Uncertainty is intrinsic to machine learning and AI applications. During model training, uncertainty can be propagated into the model in many ways. They include noisy data, data that’s limited in describing full data variability (such as part of a huge dataset or data collected from an infinite stream of data), a model that is too large for a non-complex prediction task, which causes parts of it to be unnecessary, and even model training algorithms that don’t achieve the best model parameters. While these factors can be mitigated, they cannot be removed. Therefore, the ability to quantify a model's uncertainty is crucial for evaluating its reliability.
Uncertainty in a model refers to how unsure the model is about its output, also known as its prediction, for a given input. Uncertainty can be represented by the variability in the model’s prediction — in other words, the range and frequency of possible outputs for a given input. Another concept that is similar to uncertainty is confidence, which relates to the probability of a specific output, such as the output having a confidence of 60% for a particular class Y out of a number of classes. Overall, uncertainty is a more informative metric than confidence as it considers the full output distribution instead of specific output probabilities.

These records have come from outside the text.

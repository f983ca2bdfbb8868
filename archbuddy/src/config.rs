//! Persistent application configuration.
//!
//! Stored as JSON in a platform-appropriate config directory.

use std::fmt;
use std::fs;
use std::path::{Path, PathBuf};
use std::str::FromStr;

use anyhow::{Context, Result, bail, ensure};
use serde::{Deserialize, Serialize};

/// Screen rectangle in physical pixels.
#[derive(Debug, Clone, Copy, PartialEq, Eq, Serialize, Deserialize)]
pub struct Rect {
    pub x: u32,
    pub y: u32,
    pub width: u32,
    pub height: u32,
}

impl Rect {
    /// Where the inventory grid sits on a 16:9 screen of the given height.
    pub fn default_for_screen(screen_height: u32) -> Self {
        let h = screen_height as f32;
        Self {
            x: (0.1 * h) as u32,
            y: (0.3 * h) as u32,
            width: (0.41 * h) as u32,
            height: (0.41 * h) as u32,
        }
    }
}

impl fmt::Display for Rect {
    fn fmt(&self, f: &mut fmt::Formatter<'_>) -> fmt::Result {
        write!(f, "{} {} {} {}", self.x, self.y, self.width, self.height)
    }
}

impl FromStr for Rect {
    type Err = anyhow::Error;

    /// Parses `x y width height`, separated by spaces and/or commas.
    fn from_str(s: &str) -> Result<Self> {
        let parts = s
            .split(|c: char| c == ',' || c.is_whitespace())
            .filter(|v| !v.is_empty())
            .map(|v| v.parse::<u32>().with_context(|| format!("invalid number {v:?}")))
            .collect::<Result<Vec<_>>>()?;

        let [x, y, width, height] = parts[..] else {
            bail!("expected four numbers (x y width height), got {}", parts.len());
        };
        ensure!(width > 0 && height > 0, "scanner window must not be empty");
        Ok(Self { x, y, width, height })
    }
}

/// On-disk configuration for the application.
#[derive(Debug, Clone, PartialEq, Serialize, Deserialize)]
#[serde(default)]
pub struct Config {
    /// Inventory region to scan. Derived from the screen height when unset.
    pub scanner_window: Option<Rect>,

    /// Template scale. Derived from the screen height when unset.
    pub image_scale: Option<f32>,

    /// Minimum correlation score for a finding.
    pub confidence_threshold: f32,

    /// Also list every scanned item, not just the craftable ones.
    pub display_inventory_items: bool,

    /// Requested combos, highest priority first.
    pub combos: Vec<Vec<String>>,

    /// Abort when a reference picture is missing or corrupt instead of
    /// scanning without that item.
    pub strict_templates: bool,
}

impl Default for Config {
    fn default() -> Self {
        let combos: [[&str; 4]; 4] = [
            ["Innocence-Touched", "Brine King-Touched", "Kitava-Touched", "Treant Horde"],
            ["Mirror Image", "Assassin", "Rejuvenating", "Treant Horde"],
            ["Innocence-Touched", "Brine King-Touched", "Kitava-Touched", "Treant Horde"],
            ["Arakaali-Touched", "Brine King-Touched", "Effigy", "Treant Horde"],
        ];

        Self {
            scanner_window: None,
            image_scale: None,
            confidence_threshold: ie::DEFAULT_CONFIDENCE_THRESHOLD,
            display_inventory_items: false,
            combos: combos
                .iter()
                .map(|c| c.iter().map(|v| v.to_string()).collect())
                .collect(),
            strict_templates: true,
        }
    }
}

impl Config {
    /// Path to the config file.
    pub fn path() -> Result<PathBuf> {
        let base = dirs::config_dir().context("config_dir() unavailable")?;
        Ok(base.join("archbuddy.json"))
    }

    /// Load configuration from disk, falling back to defaults on error.
    pub fn load_or_default(path: &Path) -> Self {
        match Self::try_load(path) {
            Ok(cfg) => cfg,
            Err(err) => {
                tracing::warn!(error = %err, "failed to load config; using defaults");
                Self::default()
            }
        }
    }

    /// Try to load configuration from disk. A missing file yields defaults.
    pub fn try_load(path: &Path) -> Result<Self> {
        if !path.exists() {
            return Ok(Self::default());
        }
        let json = fs::read_to_string(path).with_context(|| format!("read {:?}", path))?;
        let cfg = serde_json::from_str(&json).with_context(|| format!("parse {:?}", path))?;
        Ok(cfg)
    }

    /// Save configuration to disk.
    pub fn save(&self, path: &Path) -> Result<()> {
        if let Some(parent) = path.parent() {
            fs::create_dir_all(parent).with_context(|| format!("create {:?}", parent))?;
        }
        let json = serde_json::to_string_pretty(self).context("serialize config")?;
        fs::write(path, json).with_context(|| format!("write {:?}", path))?;
        Ok(())
    }

    pub fn scanner_window_for(&self, screen_height: u32) -> Rect {
        self.scanner_window
            .unwrap_or_else(|| Rect::default_for_screen(screen_height))
    }

    pub fn image_scale_for(&self, screen_height: u32) -> f32 {
        self.image_scale
            .unwrap_or_else(|| ie::default_scale(screen_height))
    }

    pub fn set_image_scale(&mut self, scale: f32) -> Result<()> {
        ensure!(scale.is_finite() && scale > 0.0, "image scale must be positive, got {scale}");
        self.image_scale = Some(scale);
        Ok(())
    }

    pub fn set_confidence_threshold(&mut self, threshold: f32) -> Result<()> {
        ensure!(
            threshold > 0.0 && threshold <= 1.0,
            "confidence threshold must be in (0, 1], got {threshold}"
        );
        self.confidence_threshold = threshold;
        Ok(())
    }

    /// Every combo must name known items only.
    pub fn validate_combos(&self, catalog: &data::Catalog) -> Result<()> {
        for (i, combo) in self.combos.iter().enumerate() {
            catalog
                .validate_combo(combo)
                .with_context(|| format!("combo #{} in config", i + 1))?;
        }
        Ok(())
    }
}

#[cfg(test)]
mod tests {
    use super::*;

    #[test]
    fn parses_window_with_commas_or_spaces() {
        let expected = Rect { x: 144, y: 432, width: 590, height: 590 };
        assert_eq!("144 432 590 590".parse::<Rect>().unwrap(), expected);
        assert_eq!("144, 432, 590, 590".parse::<Rect>().unwrap(), expected);
        assert_eq!(expected.to_string().parse::<Rect>().unwrap(), expected);
    }

    #[test]
    fn rejects_bad_windows() {
        assert!("1 2 3".parse::<Rect>().is_err());
        assert!("1 2 3 4 5".parse::<Rect>().is_err());
        assert!("a b c d".parse::<Rect>().is_err());
        assert!("1 2 0 4".parse::<Rect>().is_err());
    }

    #[test]
    fn default_window_scales_with_screen() {
        assert_eq!(
            Rect::default_for_screen(1440),
            Rect { x: 144, y: 432, width: 590, height: 590 }
        );
    }

    #[test]
    fn partial_file_fills_defaults() {
        let cfg: Config = serde_json::from_str(r#"{"confidence_threshold": 0.9}"#).unwrap();
        assert_eq!(cfg.confidence_threshold, 0.9);
        assert_eq!(cfg.combos, Config::default().combos);
        assert!(cfg.strict_templates);
        assert_eq!(cfg.image_scale_for(1440), ie::default_scale(1440));
    }

    #[test]
    fn json_round_trip() {
        let mut cfg = Config::default();
        cfg.scanner_window = Some(Rect { x: 1, y: 2, width: 3, height: 4 });
        cfg.set_image_scale(0.75).unwrap();
        let back: Config = serde_json::from_str(&serde_json::to_string(&cfg).unwrap()).unwrap();
        assert_eq!(back, cfg);
    }

    #[test]
    fn setters_validate() {
        let mut cfg = Config::default();
        assert!(cfg.set_image_scale(0.0).is_err());
        assert!(cfg.set_confidence_threshold(1.2).is_err());
        assert!(cfg.set_confidence_threshold(0.0).is_err());
        cfg.set_confidence_threshold(1.0).unwrap();
        assert_eq!(cfg.confidence_threshold, 1.0);
    }

    #[test]
    fn default_combos_are_known_items() {
        let catalog = data::Catalog::archnemesis();
        Config::default().validate_combos(&catalog).unwrap();

        let mut cfg = Config::default();
        cfg.combos.push(vec!["Kitava Touched".into()]);
        let err = cfg.validate_combos(&catalog).unwrap_err();
        assert!(format!("{err:#}").contains("Kitava-Touched"));
    }
}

Two fundamental uncertainties
There are two fundamental types of uncertainty when dealing with AI models.
Statistical uncertainty: Sometimes called aleatoric or irreducible uncertainty, This is caused by the inherent randomness within data; while it’s hard to remove, it can be reduced by increasing the accuracy of the data measurement and collection methods.

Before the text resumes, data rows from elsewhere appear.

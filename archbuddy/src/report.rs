//! Scan output.
//!
//! Everything is collected into a [`Report`] first, then printed either as
//! plain text or as JSON.

use std::fmt;

use data::{Location, Resolution};
use serde::Serialize;

use crate::config::Rect;

#[derive(Debug, Clone, Serialize)]
pub struct FoundItem {
	pub item: String,
	pub location: Location,
	pub score: f32,
}

#[derive(Debug, Clone, PartialEq, Eq, Serialize)]
pub struct InventoryLine {
	pub item: String,
	pub count: usize,
}

/// Screen rectangle to highlight for one backing instance.
#[derive(Debug, Clone, Copy, PartialEq, Eq, Serialize)]
pub struct Highlight {
	pub x: u32,
	pub y: u32,
	pub width: u32,
	pub height: u32,
}

#[derive(Debug, Clone, PartialEq, Eq, Serialize)]
pub struct Entry {
	pub item: String,
	pub direct: bool,
	pub highlights: Vec<Highlight>,
}

#[derive(Debug, Clone, Serialize)]
pub struct Report {
	pub total: usize,
	/// Every finding, sorted by location.
	pub findings: Vec<FoundItem>,
	/// Per-item counts in catalog order.
	pub inventory: Vec<InventoryLine>,
	/// Resolution list with locations in screen coordinates.
	pub entries: Vec<Entry>,
	pub shortages: Vec<String>,
	#[serde(skip)]
	pub show_inventory: bool,
}

impl Report {
	pub fn new(
		catalog: &data::Catalog,
		templates: &ie::TemplateSet,
		scan: &ie::ScanReport,
		window: Rect,
		resolutions: &[Resolution],
		shortages: &[String],
	) -> Self {
		let mut findings = scan
			.findings
			.iter()
			.flat_map(|(item, v)| {
				v.iter().map(move |f| FoundItem {
					item: item.clone(),
					location: f.location,
					score: f.score,
				})
			})
			.collect::<Vec<_>>();
		findings.sort_by(|a, b| a.location.cmp(&b.location).then_with(|| a.item.cmp(&b.item)));

		let inventory = catalog
			.all_items()
			.filter_map(|item| {
				let count = scan.findings.get(item).map_or(0, Vec::len);
				(count > 0).then(|| InventoryLine {
					item: item.to_owned(),
					count,
				})
			})
			.collect();

		// Combo entries span several items; every picture shares one source size.
		let fallback = templates
			.iter()
			.next()
			.and_then(|t| templates.highlight_size(t.item()))
			.unwrap_or((0, 0));
		let entries = resolutions
			.iter()
			.map(|r| {
				let (width, height) = templates.highlight_size(&r.item).unwrap_or(fallback);
				Entry {
					item: r.item.clone(),
					direct: r.direct,
					highlights: r
						.locations
						.iter()
						.map(|loc| {
							let loc = loc.offset(window.x, window.y);
							Highlight { x: loc.x, y: loc.y, width, height }
						})
						.collect(),
				}
			})
			.collect();

		Self {
			total: scan.total(),
			findings,
			inventory,
			entries,
			shortages: shortages.to_vec(),
			show_inventory: false,
		}
	}

	pub fn with_inventory(mut self, show: bool) -> Self {
		self.show_inventory = show;
		self
	}

	pub fn to_json(&self) -> serde_json::Result<String> {
		serde_json::to_string_pretty(self)
	}
}

impl fmt::Display for Report {
	fn fmt(&self, f: &mut fmt::Formatter<'_>) -> fmt::Result {
		writeln!(f, "Count: {}", self.total)?;
		for found in &self.findings {
			writeln!(f, "({}, {}) {}", found.location.x, found.location.y, found.item)?;
		}

		if self.show_inventory && !self.inventory.is_empty() {
			writeln!(f)?;
			writeln!(f, "Inventory:")?;
			for line in &self.inventory {
				writeln!(f, "  x{} {}", line.count, line.item)?;
			}
		}

		writeln!(f)?;
		if self.entries.is_empty() {
			writeln!(f, "Nothing to craft.")?;
		} else {
			writeln!(f, "Available:")?;
			for entry in &self.entries {
				let kind = if entry.direct { "direct" } else { "crafted" };
				write!(f, "  {} [{kind}]:", entry.item)?;
				for h in &entry.highlights {
					write!(f, " ({}, {})", h.x, h.y)?;
				}
				writeln!(f)?;
			}
		}

		if !self.shortages.is_empty() {
			writeln!(f, "Short: {}", self.shortages.join(", "))?;
		}
		Ok(())
	}
}

#[cfg(test)]
mod tests {
	use data::Finding;

	use super::*;

	fn templates() -> ie::TemplateSet {
		let picture = image::RgbaImage::from_fn(10, 10, |x, y| image::Rgba([(x * 25) as u8, (y * 25) as u8, 40, 255]));
		let sources = ["Toxic", "Hasted", "Sentinel"]
			.into_iter()
			.map(|item| ie::TemplateSource::new(item, picture.clone()))
			.collect();
		ie::TemplateSet::build(sources, 1.0).unwrap()
	}

	fn finding(x: u32, y: u32) -> Finding {
		Finding {
			location: Location::new(x, y),
			score: 0.97,
		}
	}

	fn scan() -> ie::ScanReport {
		let mut scan = ie::ScanReport::default();
		scan.findings.insert("Toxic".into(), vec![finding(50, 2), finding(3, 40)]);
		scan.findings.insert("Hasted".into(), vec![finding(3, 10)]);
		scan
	}

	fn report() -> Report {
		let catalog = data::Catalog::archnemesis();
		let window = Rect { x: 100, y: 200, width: 80, height: 80 };
		let resolutions = vec![
			Resolution {
				item: "Sentinel".into(),
				locations: vec![Location::new(3, 40), Location::new(3, 10)],
				direct: false,
			},
			Resolution {
				item: data::COMBO_ITEM.into(),
				locations: vec![Location::new(50, 2)],
				direct: true,
			},
		];
		Report::new(&catalog, &templates(), &scan(), window, &resolutions, &["Steel-Infused".into()])
	}

	#[test]
	fn findings_are_sorted_by_location() {
		let report = report();
		assert_eq!(report.total, 3);
		let order = report
			.findings
			.iter()
			.map(|f| (f.location.x, f.location.y))
			.collect::<Vec<_>>();
		assert_eq!(order, [(3, 10), (3, 40), (50, 2)]);
	}

	#[test]
	fn inventory_follows_catalog_order() {
		let catalog = data::Catalog::archnemesis();
		let report = report();
		let positions = report
			.inventory
			.iter()
			.map(|l| catalog.position(&l.item).unwrap())
			.collect::<Vec<_>>();
		assert!(positions.windows(2).all(|w| w[0] < w[1]));
		assert!(report.inventory.contains(&InventoryLine { item: "Toxic".into(), count: 2 }));
	}

	#[test]
	fn entries_use_screen_coordinates() {
		let report = report();
		// 10px pictures at scale 1.0 highlight 7x7.
		assert_eq!(
			report.entries[0].highlights,
			[
				Highlight { x: 103, y: 240, width: 7, height: 7 },
				Highlight { x: 103, y: 210, width: 7, height: 7 },
			]
		);
		assert_eq!(report.entries[1].highlights[0], Highlight { x: 150, y: 202, width: 7, height: 7 });
	}

	#[test]
	fn text_output() {
		let text = report().with_inventory(true).to_string();
		assert!(text.starts_with("Count: 3\n(3, 10) Hasted\n"));
		assert!(text.contains("  x2 Toxic\n"));
		assert!(text.contains("  Sentinel [crafted]: (103, 240) (103, 210)\n"));
		assert!(text.contains("  Combo [direct]: (150, 202)\n"));
		assert!(text.contains("Short: Steel-Infused"));

		assert!(!report().to_string().contains("Inventory:"));
	}

	#[test]
	fn entry_without_locations_still_ends_its_line() {
		let mut report = report();
		report.entries[1].highlights.clear();
		let text = report.to_string();
		assert!(text.contains("  Combo [direct]:\nShort: Steel-Infused\n"));
	}

	#[test]
	fn json_output() {
		let json: serde_json::Value = serde_json::from_str(&report().to_json().unwrap()).unwrap();
		assert_eq!(json["total"], 3);
		assert_eq!(json["entries"][0]["item"], "Sentinel");
		assert_eq!(json["entries"][1]["direct"], true);
		assert!(json.get("show_inventory").is_none());
	}
}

Epistemic uncertainty: Also known as model uncertainty or reducible uncertainty, This is caused by gaps in data from outside the knowledge boundary of the model. Determining epistemic uncertainty can be challenging as large models use vast training data that can’t be completely curated. That makes it difficult to delimit the model’s knowledge boundaries. However, this uncertainty can be reduced by techniques such as data augmentation.
Besides statistical and epistemic uncertainty, there are others worth noting. These include uncertainty introduced by model assumptions, such as model size and model architecture that are not perfectly suited to the task at hand. Hence, uncertainty estimation helps us assess the overall reliability and robustness of the model. We can then understand potential errors associated with the model’s prediction and the risks should we adopt the predictions.

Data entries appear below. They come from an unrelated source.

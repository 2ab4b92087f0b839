//! Interrupt-safe spin lock.
//!
//! Saves and disables local interrupts before acquiring the inner spinlock
//! and restores the previous interrupt state on release, so a probe firing
//! in an interrupt handler can never spin on a lock held by the code it
//! interrupted.
//!
//! The lock is not reentrant. Acquiring it again on the same CPU while a
//! guard is alive deadlocks.

use core::cell::UnsafeCell;
use core::marker::PhantomData;
use core::ops::{Deref, DerefMut};
use core::sync::atomic::{AtomicBool, AtomicPtr, Ordering};

// ---------------------------------------------------------------------------
// Interrupt state hooks
// ---------------------------------------------------------------------------

/// Saves the interrupt state and disables interrupts.
type SaveFn = fn() -> u64;
/// Restores a state previously returned by a [`SaveFn`].
type RestoreFn = fn(u64);

static SAVE_FN: AtomicPtr<()> = AtomicPtr::new(arch_save_and_disable as *mut ());
static RESTORE_FN: AtomicPtr<()> = AtomicPtr::new(arch_restore as *mut ());

/// Overrides the interrupt save/restore pair.
///
/// The defaults mask interrupts directly on bare-metal x86_64 and aarch64
/// and do nothing on hosted builds. Platforms that track interrupt state
/// themselves (paravirtualized guests, nested-disable counters) install
/// their own pair here.
///
/// # Safety
///
/// Both functions must be callable from any context and must not acquire
/// any lock. `save` must leave interrupts disabled on the calling CPU, and
/// `restore` must accept every value `save` can return.
pub unsafe fn set_irq_hooks(save: SaveFn, restore: RestoreFn) {
    SAVE_FN.store(save as *mut (), Ordering::Release);
    RESTORE_FN.store(restore as *mut (), Ordering::Release);
}

#[cfg(all(target_os = "none", target_arch = "x86_64"))]
fn arch_save_and_disable() -> u64 {
    let flags: u64;
    // SAFETY: Reading RFLAGS and disabling interrupts is safe in kernel mode.
    unsafe {
        core::arch::asm!(
            "pushfq",
            "pop {}",
            "cli",
            out(reg) flags,
            options(nomem),
        );
    }
    flags
}

#[cfg(all(target_os = "none", target_arch = "x86_64"))]
fn arch_restore(flags: u64) {
    // Only the IF bit is restored.
    if flags & (1 << 9) != 0 {
        // SAFETY: Interrupts were enabled when the state was saved.
        unsafe {
            core::arch::asm!("sti", options(nomem, nostack, preserves_flags));
        }
    }
}

#[cfg(all(target_os = "none", target_arch = "aarch64"))]
fn arch_save_and_disable() -> u64 {
    let flags: u64;
    // SAFETY: Reading DAIF and masking interrupts is safe in kernel mode.
    unsafe {
        core::arch::asm!(
            "mrs {}, DAIF",
            "msr DAIFSet, #0xf",
            out(reg) flags,
            options(nomem),
        );
    }
    flags
}

#[cfg(all(target_os = "none", target_arch = "aarch64"))]
fn arch_restore(flags: u64) {
    // SAFETY: Writes back a DAIF value read by `arch_save_and_disable`.
    unsafe {
        core::arch::asm!(
            "msr DAIF, {}",
            in(reg) flags,
            options(nomem, nostack, preserves_flags),
        );
    }
}

#[cfg(all(
    target_os = "none",
    not(any(target_arch = "x86_64", target_arch = "aarch64"))
))]
compile_error!("IrqSpinLock has no interrupt masking for this architecture");

#[cfg(not(target_os = "none"))]
fn arch_save_and_disable() -> u64 {
    0
}

#[cfg(not(target_os = "none"))]
fn arch_restore(_flags: u64) {}

#[inline]
fn save_flags_and_disable() -> u64 {
    let ptr = SAVE_FN.load(Ordering::Acquire);
    // SAFETY: Only valid `SaveFn` pointers are ever stored into SAVE_FN.
    let save = unsafe { core::mem::transmute::<*mut (), SaveFn>(ptr) };
    save()
}

#[inline]
fn restore_flags(flags: u64) {
    let ptr = RESTORE_FN.load(Ordering::Acquire);
    // SAFETY: Only valid `RestoreFn` pointers are ever stored into RESTORE_FN.
    let restore = unsafe { core::mem::transmute::<*mut (), RestoreFn>(ptr) };
    restore(flags);
}

// ---------------------------------------------------------------------------
// IrqSpinLock
// ---------------------------------------------------------------------------

/// A spin lock that disables interrupts while held.
///
/// Uses test-and-test-and-set (TTAS) to reduce cache-line contention.
/// Const-constructable so it can be placed in `static` items.
pub struct IrqSpinLock<T> {
    locked: AtomicBool,
    name: &'static str,
    data: UnsafeCell<T>,
}

// SAFETY: The lock ensures exclusive access to `T` via atomic operations.
// `T: Send` is required because the data may be accessed from different CPUs.
unsafe impl<T: Send> Send for IrqSpinLock<T> {}
unsafe impl<T: Send> Sync for IrqSpinLock<T> {}

impl<T> IrqSpinLock<T> {
    /// Creates a new unlocked `IrqSpinLock`.
    pub const fn new(value: T) -> Self {
        Self::named("<unnamed>", value)
    }

    /// Creates a new unlocked `IrqSpinLock` with a name for diagnostics.
    pub const fn named(name: &'static str, value: T) -> Self {
        Self {
            locked: AtomicBool::new(false),
            name,
            data: UnsafeCell::new(value),
        }
    }

    /// Returns the diagnostic name given at construction.
    pub fn name(&self) -> &'static str {
        self.name
    }

    /// Acquires the lock, disabling interrupts first.
    pub fn lock(&self) -> IrqSpinLockGuard<'_, T> {
        let saved_flags = save_flags_and_disable();

        loop {
            if self
                .locked
                .compare_exchange_weak(false, true, Ordering::Acquire, Ordering::Relaxed)
                .is_ok()
            {
                return IrqSpinLockGuard {
                    lock: self,
                    saved_flags,
                    _not_send: PhantomData,
                };
            }

            // TTAS: spin on a read (shared cache line) until it looks free.
            while self.locked.load(Ordering::Relaxed) {
                core::hint::spin_loop();
            }
        }
    }

    /// Attempts to acquire the lock without spinning.
    ///
    /// On failure the interrupt state is restored before returning `None`.
    pub fn try_lock(&self) -> Option<IrqSpinLockGuard<'_, T>> {
        let saved_flags = save_flags_and_disable();
        if self
            .locked
            .compare_exchange(false, true, Ordering::Acquire, Ordering::Relaxed)
            .is_ok()
        {
            Some(IrqSpinLockGuard {
                lock: self,
                saved_flags,
                _not_send: PhantomData,
            })
        } else {
            restore_flags(saved_flags);
            None
        }
    }

    /// Returns whether the lock is currently held by anyone.
    ///
    /// Only meaningful for assertions; the answer may be stale by the time
    /// the caller looks at it.
    pub fn is_locked(&self) -> bool {
        self.locked.load(Ordering::Relaxed)
    }
}

/// RAII guard that releases the lock and restores interrupt state on drop.
///
/// Not `Send`: the saved interrupt state belongs to the CPU that took the
/// lock.
pub struct IrqSpinLockGuard<'a, T> {
    lock: &'a IrqSpinLock<T>,
    saved_flags: u64,
    _not_send: PhantomData<*const ()>,
}

impl<T> Deref for IrqSpinLockGuard<'_, T> {
    type Target = T;

    fn deref(&self) -> &T {
        // SAFETY: The lock is held, so we have exclusive access to the data.
        unsafe { &*self.lock.data.get() }
    }
}

impl<T> DerefMut for IrqSpinLockGuard<'_, T> {
    fn deref_mut(&mut self) -> &mut T {
        // SAFETY: The lock is held, so we have exclusive access to the data.
        unsafe { &mut *self.lock.data.get() }
    }
}

impl<T> Drop for IrqSpinLockGuard<'_, T> {
    fn drop(&mut self) {
        self.lock.locked.store(false, Ordering::Release);
        restore_flags(self.saved_flags);
    }
}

Uncertainty estimation is useful in domains like healthcare, space, finance and defense where it’s particularly important for decision-makers to make sound judgments. Finally, user trust is enhanced by quantifying uncertainty in predictions made by generative AI applications such as large language models (LLMs). An example would be to draw a knowledge boundary around the internal state of the LLM to mitigate potentially hallucinatory outputs.
Challenges to uncertainty estimation
The LLM ecosystem is diverse. LLM frameworks vary greatly by design, implementation, compute needs and usage; these factors invariably affect how the entire model’s uncertainty should be accurately quantified.
In the following table, we show a categorization of modern LLMs and their unique challenges to uncertainty estimation.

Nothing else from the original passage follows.